| Requirement |
From the data underneath, reproduce exactly the stretch that begins at the line with "let mut bid_levels: BTreeMap<Price, PriceLevel>" and ends after the line with "pub fn total_ask_quantity(&self)".

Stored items

——

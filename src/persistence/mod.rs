// ============================================================================
// Persistence Module
// Gateway implementations
// ============================================================================

mod memory;

pub use memory::{InMemoryStore, MemoryTransaction};
// ============================================================================
// Engine Errors
// Closed error taxonomy surfaced to the request layer
// ============================================================================

use crate::domain::{ConfigError, OrderId, OrderStateError, OrderStatus, ValidationError};
use crate::interfaces::PersistenceError;
use crate::numeric::NumericError;
use thiserror::Error;

#[derive(Error, Debug, Clone, PartialEq, Eq)]
pub enum EngineError {
    #[error("validation failed: {0}")]
    Validation(#[from] ValidationError),

    #[error("order {order_id} not found")]
    NotFound { order_id: OrderId },

    #[error("order {order_id} is already {status}")]
    AlreadyFinalized {
        order_id: OrderId,
        status: OrderStatus,
    },

    #[error("persistence failure: {0}")]
    Persistence(#[from] PersistenceError),

    #[error("invalid configuration: {0}")]
    Config(#[from] ConfigError),

    #[error("arithmetic error during matching: {0}")]
    Numeric(#[from] NumericError),

    #[error("order state error: {0}")]
    OrderState(#[from] OrderStateError),

    #[error("background task failed: {0}")]
    TaskFailed(String),
}

/// Coarse classification for mapping errors onto a transport
#[derive(Debug, Clone, Copy, PartialEq, Eq, Hash)]
pub enum ErrorKind {
    Validation,
    NotFound,
    AlreadyFinalized,
    Persistence,
    Internal,
}

impl EngineError {
    pub fn kind(&self) -> ErrorKind {
        match self {
            EngineError::Validation(_) => ErrorKind::Validation,
            EngineError::NotFound { .. } => ErrorKind::NotFound,
            EngineError::AlreadyFinalized { .. } => ErrorKind::AlreadyFinalized,
            EngineError::Persistence(_) => ErrorKind::Persistence,
            EngineError::Config(_)
            | EngineError::Numeric(_)
            | EngineError::OrderState(_)
            | EngineError::TaskFailed(_) => ErrorKind::Internal,
        }
    }

    /// Whether the caller may retry the same request unchanged
    pub fn is_retryable(&self) -> bool {
        matches!(self.kind(), ErrorKind::Persistence)
    }
}

pub type EngineResult<T> = Result<T, EngineError>;
// ============================================================================
// Order Book Domain Model
// ============================================================================

use chrono::{DateTime, Utc};
use std::collections::{BTreeMap, HashMap};
use thiserror::Error;

use super::{Order, OrderId, Side};
use crate::numeric::{Price, Quantity};

#[cfg(feature = "serde")]
use serde::{Deserialize, Serialize};

// ============================================================================
// Errors
// ============================================================================

/// Contract violations when placing or updating resting orders
#[derive(Error, Debug, Clone, PartialEq, Eq)]
pub enum BookError {
    #[error("order {0} is not a limit order")]
    NotLimitOrder(OrderId),

    #[error("order {0} has no positive limit price")]
    InvalidPrice(OrderId),

    #[error("order {0} has nothing left to rest")]
    NothingRemaining(OrderId),

    #[error("order {id} belongs to {actual}, not {expected}")]
    SymbolMismatch {
        id: OrderId,
        expected: String,
        actual: String,
    },

    #[error("order {0} is already in the book")]
    DuplicateOrder(OrderId),

    #[error("order {0} is not in the book")]
    UnknownOrder(OrderId),
}

// ============================================================================
// Priority Key
// ============================================================================

/// Total order over one side of the book: better price first, then earlier
/// creation time, then earlier insertion.
#[derive(Debug, Clone, Copy, PartialEq, Eq, PartialOrd, Ord)]
struct PriorityKey {
    /// Ascending for asks, negated for bids so the highest bid sorts first
    price_rank: i64,
    created_at: DateTime<Utc>,
    sequence: u64,
}

// ============================================================================
// Order Book Side
// ============================================================================

/// One side (bids or asks) kept in priority order
#[derive(Debug, Clone)]
pub struct OrderBookSide {
    pub side: Side,
    orders: BTreeMap<PriorityKey, Order>,
}

impl OrderBookSide {
    pub fn new(side: Side) -> Self {
        Self {
            side,
            orders: BTreeMap::new(),
        }
    }

    /// Best order on this side (highest bid / lowest ask)
    pub fn best(&self) -> Option<&Order> {
        self.orders.values().next()
    }

    /// Resting orders in matching priority
    pub fn iter(&self) -> impl Iterator<Item = &Order> + '_ {
        self.orders.values()
    }

    pub fn len(&self) -> usize {
        self.orders.len()
    }

    pub fn is_empty(&self) -> bool {
        self.orders.is_empty()
    }

    fn key_for(&self, price: Price, created_at: DateTime<Utc>, sequence: u64) -> PriorityKey {
        let raw = price.raw_value();
        PriorityKey {
            price_rank: match self.side {
                Side::Buy => -raw,
                Side::Sell => raw,
            },
            created_at,
            sequence,
        }
    }
}

// ============================================================================
// Order Book
// ============================================================================

/// Resting limit orders for a single symbol.
///
/// Not synchronized; the engine guards each book with its own mutex.
#[derive(Debug, Clone)]
pub struct OrderBook {
    symbol: String,
    bids: OrderBookSide,
    asks: OrderBookSide,
    /// Where each resting order lives, for removal by id
    index: HashMap<OrderId, (Side, PriorityKey)>,
    /// Insertion counter, breaks ties between identical timestamps
    next_sequence: u64,
}

impl OrderBook {
    pub fn new(symbol: impl Into<String>) -> Self {
        Self {
            symbol: symbol.into(),
            bids: OrderBookSide::new(Side::Buy),
            asks: OrderBookSide::new(Side::Sell),
            index: HashMap::new(),
            next_sequence: 0,
        }
    }

    pub fn symbol(&self) -> &str {
        &self.symbol
    }

    pub fn side(&self, side: Side) -> &OrderBookSide {
        match side {
            Side::Buy => &self.bids,
            Side::Sell => &self.asks,
        }
    }

    fn side_mut(&mut self, side: Side) -> &mut OrderBookSide {
        match side {
            Side::Buy => &mut self.bids,
            Side::Sell => &mut self.asks,
        }
    }

    /// Insert a resting limit order at its price/time position.
    pub fn insert(&mut self, order: Order) -> Result<(), BookError> {
        if !order.is_limit_order() {
            return Err(BookError::NotLimitOrder(order.id));
        }
        let price = match order.price {
            Some(price) if price.is_positive() => price,
            _ => return Err(BookError::InvalidPrice(order.id)),
        };
        if order.remaining_quantity().is_zero() || !order.status().is_active() {
            return Err(BookError::NothingRemaining(order.id));
        }
        if order.symbol != self.symbol {
            return Err(BookError::SymbolMismatch {
                id: order.id,
                expected: self.symbol.clone(),
                actual: order.symbol.clone(),
            });
        }
        if self.index.contains_key(&order.id) {
            return Err(BookError::DuplicateOrder(order.id));
        }

        let sequence = self.next_sequence;
        self.next_sequence += 1;

        let side = order.side;
        let key = self.side(side).key_for(price, order.created_at, sequence);
        self.index.insert(order.id, (side, key));
        self.side_mut(side).orders.insert(key, order);
        Ok(())
    }

    /// Remove an order by id. Absent ids are a no-op, since the order may
    /// already have been filled out of the book.
    pub fn remove(&mut self, order_id: OrderId) -> Option<Order> {
        let (side, key) = self.index.remove(&order_id)?;
        self.side_mut(side).orders.remove(&key)
    }

    /// Replace a resting order with its post-match state, dropping it from
    /// the book once it is no longer working.
    pub fn update_resting(&mut self, order: Order) -> Result<(), BookError> {
        let (side, key) = *self
            .index
            .get(&order.id)
            .ok_or(BookError::UnknownOrder(order.id))?;

        if order.remaining_quantity().is_zero() || !order.status().is_active() {
            self.index.remove(&order.id);
            self.side_mut(side).orders.remove(&key);
        } else if let Some(slot) = self.side_mut(side).orders.get_mut(&key) {
            *slot = order;
        }
        Ok(())
    }

    /// Best resting order on the side opposite `side`
    pub fn best_opposite(&self, side: Side) -> Option<&Order> {
        self.side(side.opposite()).best()
    }

    /// Orders an incoming `side` order would match against, best first
    pub fn iter_opposite(&self, side: Side) -> impl Iterator<Item = &Order> + '_ {
        self.side(side.opposite()).iter()
    }

    pub fn get(&self, order_id: OrderId) -> Option<&Order> {
        let (side, key) = self.index.get(&order_id)?;
        self.side(*side).orders.get(key)
    }

    pub fn contains(&self, order_id: OrderId) -> bool {
        self.index.contains_key(&order_id)
    }

    pub fn len(&self) -> usize {
        self.index.len()
    }

    pub fn is_empty(&self) -> bool {
        self.index.is_empty()
    }

    /// Aggregate the resting orders into price levels
    pub fn snapshot(&self) -> OrderBookSnapshot {
        OrderBookSnapshot::from_orders(&self.symbol, self.bids.iter().chain(self.asks.iter()))
    }
}

// ============================================================================
// Order Book Snapshot
// ============================================================================

/// Aggregated interest at one price
#[derive(Debug, Clone, PartialEq, Eq)]
#[cfg_attr(feature = "serde", derive(Serialize, Deserialize))]
pub struct PriceLevel {
    pub price: Price,
    pub quantity: Quantity,
    pub orders: usize,
}

/// Price-level view of a book: bids highest first, asks lowest first
#[derive(Debug, Clone, PartialEq, Eq)]
#[cfg_attr(feature = "serde", derive(Serialize, Deserialize))]
pub struct OrderBookSnapshot {
    pub symbol: String,
    pub bids: Vec<PriceLevel>,
    pub asks: Vec<PriceLevel>,
}

impl OrderBookSnapshot {
    pub fn new(symbol: impl Into<String>) -> Self {
        Self {
            symbol: symbol.into(),
            bids: Vec::new(),
            asks: Vec::new(),
        }
    }

    /// Build levels from a set of orders. Orders for another symbol, market
    /// orders, and orders that are no longer working are ignored.
    pub fn from_orders<'a, I>(symbol: &str, orders: I) -> Self
    where
        I: IntoIterator<Item = &'a Order>,
    {
        let mut bid_levels: BTreeMap<Price, PriceLevel> = BTreeMap::new();
        let mut ask_levels: BTreeMap<Price, PriceLevel> = BTreeMap::new();

        for order in orders {
            if order.symbol != symbol || !order.status().is_active() {
                continue;
            }
            let price = match (order.is_limit_order(), order.price) {
                (true, Some(price)) => price,
                _ => continue,
            };

            let levels = match order.side {
                Side::Buy => &mut bid_levels,
                Side::Sell => &mut ask_levels,
            };
            let level = levels.entry(price).or_insert(PriceLevel {
                price,
                quantity: Quantity::ZERO,
                orders: 0,
            });
            level.quantity = level
                .quantity
                .checked_add(order.remaining_quantity())
                .unwrap_or(Quantity::MAX);
            level.orders += 1;
        }

        Self {
            symbol: symbol.to_string(),
            bids: bid_levels.into_values().rev().collect(),
            asks: ask_levels.into_values().collect(),
        }
    }

    pub fn best_bid(&self) -> Option<Price> {
        self.bids.first().map(|level| level.price)
    }

    pub fn best_ask(&self) -> Option<Price> {
        self.asks.first().map(|level| level.price)
    }

    /// Best ask minus best bid
    pub fn spread(&self) -> Option<Price> {
        match (self.best_bid(), self.best_ask()) {
            (Some(bid), Some(ask)) => ask.checked_sub(bid).ok(),
            _ => None,
        }
    }

    pub fn total_bid_quantity(&self) -> Quantity {
        self.bids.iter().map(|level| level.quantity).sum()
    }

    pub fn total_ask_quantity(&self) -> Quantity {
        self.asks.iter().map(|level| level.quantity).sum()
    }

    pub fn is_empty(&self) -> bool {
        self.bids.is_empty() && self.asks.is_empty()
    }
}
// ============================================================================
// Domain Models Module
// Contains all core domain entities and value objects
// ============================================================================

pub mod config;
pub mod order;
pub mod order_book;
pub mod trade;

pub use config::{ConfigError, EngineConfig};
pub use order::{
    Order, OrderId, OrderRequest, OrderStateError, OrderStatus, OrderStatusTransition, OrderType,
    Side, ValidationError,
};
pub use order_book::{BookError, OrderBook, OrderBookSide, OrderBookSnapshot, PriceLevel};
pub use trade::Trade;
// ============================================================================
// Price/Time Priority Matching (FIFO)
// ============================================================================

use crate::domain::{BookError, Order, OrderBook, OrderStateError, OrderType, Side, Trade};
use crate::interfaces::{OrderUpdate, WriteBatch};
use crate::numeric::Price;
use chrono::{DateTime, Utc};
use smallvec::SmallVec;

/// Everything one incoming order does to a book, computed without touching
/// it. The engine persists the outcome first and only then applies it.
///
/// # Example
/// ```text
/// Book:  ask 100 @ 1.0 (Order A, t=100)
///        ask 100 @ 2.0 (Order B, t=101)
///
/// Incoming: Buy 1.5 @ 100
/// Result: trade 1.0 with A, then 0.5 with B; B stays with 1.5 partial
/// ```
#[derive(Debug, Clone)]
pub struct MatchOutcome {
    /// The incoming order in its final state
    pub incoming: Order,
    /// Resting orders that traded, in the state they end up in
    pub makers: SmallVec<[Order; 4]>,
    /// One trade per maker, in execution order
    pub trades: SmallVec<[Trade; 4]>,
    /// The incoming order's remainder goes into the book
    pub rests: bool,
}

impl MatchOutcome {
    /// Writes for a freshly placed order: the order itself, each maker's new
    /// state, and the trades.
    pub fn write_batch(&self) -> WriteBatch {
        WriteBatch {
            new_orders: vec![self.incoming.clone()],
            order_updates: self.makers.iter().map(OrderUpdate::from).collect(),
            trades: self.trades.to_vec(),
        }
    }

    /// Apply the staged book changes. Only valid against the same book state
    /// the outcome was computed from.
    pub fn apply_to(&self, book: &mut OrderBook) -> Result<(), BookError> {
        for maker in &self.makers {
            book.update_resting(maker.clone())?;
        }
        if self.rests {
            book.insert(self.incoming.clone())?;
        }
        Ok(())
    }
}

/// Match `incoming` against `book` according to its order type.
pub fn match_order(
    book: &OrderBook,
    incoming: Order,
    now: DateTime<Utc>,
) -> Result<MatchOutcome, OrderStateError> {
    match incoming.order_type {
        OrderType::Limit => match_limit(book, incoming, now),
        OrderType::Market => match_market(book, incoming, now),
    }
}

/// Limit order: trade while the price crosses, then rest any remainder.
pub fn match_limit(
    book: &OrderBook,
    mut incoming: Order,
    now: DateTime<Utc>,
) -> Result<MatchOutcome, OrderStateError> {
    let limit = incoming.price;
    let (makers, trades) = sweep(book, &mut incoming, limit, now)?;
    let rests = !incoming.remaining_quantity().is_zero();

    Ok(MatchOutcome {
        incoming,
        makers,
        trades,
        rests,
    })
}

/// Market order: trade at any price until filled or the side runs dry.
/// Whatever is left is canceled; market orders never rest.
pub fn match_market(
    book: &OrderBook,
    mut incoming: Order,
    now: DateTime<Utc>,
) -> Result<MatchOutcome, OrderStateError> {
    let (makers, trades) = sweep(book, &mut incoming, None, now)?;
    incoming.expire_unfilled(now)?;

    Ok(MatchOutcome {
        incoming,
        makers,
        trades,
        rests: false,
    })
}

/// Whether an incoming order limited at `limit` trades against a resting
/// order priced at `resting`
pub fn prices_cross(side: Side, limit: Price, resting: Price) -> bool {
    match side {
        Side::Buy => limit >= resting,
        Side::Sell => limit <= resting,
    }
}

type Sweep = (SmallVec<[Order; 4]>, SmallVec<[Trade; 4]>);

/// Walk the opposite side best-first. Each resting order is visited once,
/// so the loop is bounded by the book's contents.
fn sweep(
    book: &OrderBook,
    incoming: &mut Order,
    limit: Option<Price>,
    now: DateTime<Utc>,
) -> Result<Sweep, OrderStateError> {
    let mut makers = SmallVec::new();
    let mut trades = SmallVec::new();

    for resting in book.iter_opposite(incoming.side) {
        if incoming.remaining_quantity().is_zero() {
            break;
        }
        let Some(resting_price) = resting.price else {
            continue;
        };
        if let Some(limit) = limit {
            if !prices_cross(incoming.side, limit, resting_price) {
                break;
            }
        }

        let quantity = incoming
            .remaining_quantity()
            .min(resting.remaining_quantity());

        let mut maker = resting.clone();
        maker.fill(quantity, now)?;
        incoming.fill(quantity, now)?;

        tracing::debug!(
            "Trade {} {} @ {} (taker {}, maker {})",
            incoming.symbol,
            quantity,
            resting_price,
            incoming.id,
            maker.id
        );

        trades.push(Trade::between(incoming, &maker, resting_price, quantity, now));
        makers.push(maker);
    }

    Ok((makers, trades))
}
// ============================================================================
// Numeric Module
// Fixed-point arithmetic for prices and quantities
// ============================================================================
//
// Matching never touches floating point. Every price and quantity is a
// FixedDecimal backed by an i64 scaled by 10^8, the same precision the
// order store uses for its DECIMAL(15,8) columns.

mod errors;
mod fixed_decimal;

pub use errors::{NumericError, NumericResult};
pub use fixed_decimal::{FixedDecimal, Price, Quantity};
use crate::utils::error::{RegistryError, Result};
use std::collections::HashSet;

pub trait Validate {
    fn validate(&self) -> Result<()>;
}

pub fn validate_path(field_name: &str, path: &str) -> Result<()> {
    if path.is_empty() {
        return Err(RegistryError::InvalidConfigValueError {
            field: field_name.to_string(),
            value: path.to_string(),
            reason: "Path cannot be empty".to_string(),
        });
    }

    if path.contains('\0') {
        return Err(RegistryError::InvalidConfigValueError {
            field: field_name.to_string(),
            value: path.to_string(),
            reason: "Path contains null bytes".to_string(),
        });
    }

    Ok(())
}

pub fn validate_non_empty_string(field_name: &str, value: &str) -> Result<()> {
    if value.trim().is_empty() {
        return Err(RegistryError::InvalidConfigValueError {
            field: field_name.to_string(),
            value: value.to_string(),
            reason: "Value cannot be empty or whitespace-only".to_string(),
        });
    }
    Ok(())
}

/// Fails on the first id that appears twice.
pub fn validate_unique_ids<'a, I>(field_name: &str, ids: I) -> Result<()>
where
    I: IntoIterator<Item = &'a str>,
{
    let mut seen = HashSet::new();
    for id in ids {
        if !seen.insert(id) {
            return Err(RegistryError::InvalidConfigValueError {
                field: field_name.to_string(),
                value: id.to_string(),
                reason: "Duplicate id".to_string(),
            });
        }
    }
    Ok(())
}
use crate::config::parse_search_request;
use crate::utils::error::Result;
use crate::utils::validation::{validate_path, Validate};
use clap::{Parser, Subcommand, ValueEnum};

#[derive(Debug, Clone, Parser)]
#[command(name = "vaccine-registry")]
#[command(about = "Query and book vaccination slots against a seeded center registry")]
pub struct CliConfig {
    #[arg(short, long, default_value = "centers.toml", help = "Seed file (TOML, or JSON by extension)")]
    pub seed: String,

    #[arg(long, value_enum, default_value = "json")]
    pub format: OutputFormat,

    #[arg(short, long, help = "Enable verbose output")]
    pub verbose: bool,

    #[arg(long, help = "Emit logs as JSON")]
    pub json_logs: bool,

    #[command(subcommand)]
    pub command: Command,
}

#[derive(Debug, Clone, Copy, PartialEq, Eq, ValueEnum)]
pub enum OutputFormat {
    Json,
    Csv,
}

#[derive(Debug, Clone, Subcommand)]
pub enum Command {
    /// Print one center
    Show {
        #[arg(long)]
        center: String,
    },
    /// Centers offering a vaccine/dose pair
    Search {
        #[arg(long)]
        vaccine: String,
        #[arg(long)]
        dose: String,
    },
    /// Concatenated results of several searches
    MultiSearch {
        #[arg(long = "request", value_name = "VACCINE:DOSE", required = true)]
        requests: Vec<String>,
    },
    /// Book one slot and print the updated center
    Book {
        #[arg(long)]
        center: String,
        #[arg(long)]
        vaccine: String,
        #[arg(long)]
        dose: String,
    },
}

impl Validate for CliConfig {
    fn validate(&self) -> Result<()> {
        validate_path("seed", &self.seed)?;
        if let Command::MultiSearch { requests } = &self.command {
            for request in requests {
                parse_search_request(request)?;
            }
        }
        Ok(())
    }
}

#[cfg(test)]
mod tests {
    use super::*;

    #[test]
    fn test_cli_parsing() {
        let config = CliConfig::parse_from([
            "vaccine-registry",
            "--seed",
            "seed.json",
            "--format",
            "csv",
            "multi-search",
            "--request",
            "COVAXIN:FIRST_DOSE",
            "--request",
            "COVISHIELD:SECOND_DOSE",
        ]);

        assert_eq!(config.format, OutputFormat::Csv);
        assert!(config.validate().is_ok());
        match config.command {
            Command::MultiSearch { requests } => assert_eq!(requests.len(), 2),
            other => panic!("unexpected command: {:?}", other),
        }
    }
}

——

| Result |
        let mut bid_levels: BTreeMap<Price, PriceLevel> = BTreeMap::new();
        let mut ask_levels: BTreeMap<Price, PriceLevel> = BTreeMap::new();

        for order in orders {
            if order.symbol != symbol || !order.status().is_active() {
                continue;
            }
            let price = match (order.is_limit_order(), order.price) {
                (true, Some(price)) => price,
                _ => continue,
            };

            let levels = match order.side {
                Side::Buy => &mut bid_levels,
                Side::Sell => &mut ask_levels,
            };
            let level = levels.entry(price).or_insert(PriceLevel {
                price,
                quantity: Quantity::ZERO,
                orders: 0,
            });
            level.quantity = level
                .quantity
                .checked_add(order.remaining_quantity())
                .unwrap_or(Quantity::MAX);
            level.orders += 1;
        }

        Self {
            symbol: symbol.to_string(),
            bids: bid_levels.into_values().rev().collect(),
            asks: ask_levels.into_values().collect(),
        }
    }

    pub fn best_bid(&self) -> Option<Price> {
        self.bids.first().map(|level| level.price)
    }

    pub fn best_ask(&self) -> Option<Price> {
        self.asks.first().map(|level| level.price)
    }

    /// Best ask minus best bid
    pub fn spread(&self) -> Option<Price> {
        match (self.best_bid(), self.best_ask()) {
            (Some(bid), Some(ask)) => ask.checked_sub(bid).ok(),
            _ => None,
        }
    }

    pub fn total_bid_quantity(&self) -> Quantity {
        self.bids.iter().map(|level| level.quantity).sum()
    }

    pub fn total_ask_quantity(&self) -> Quantity {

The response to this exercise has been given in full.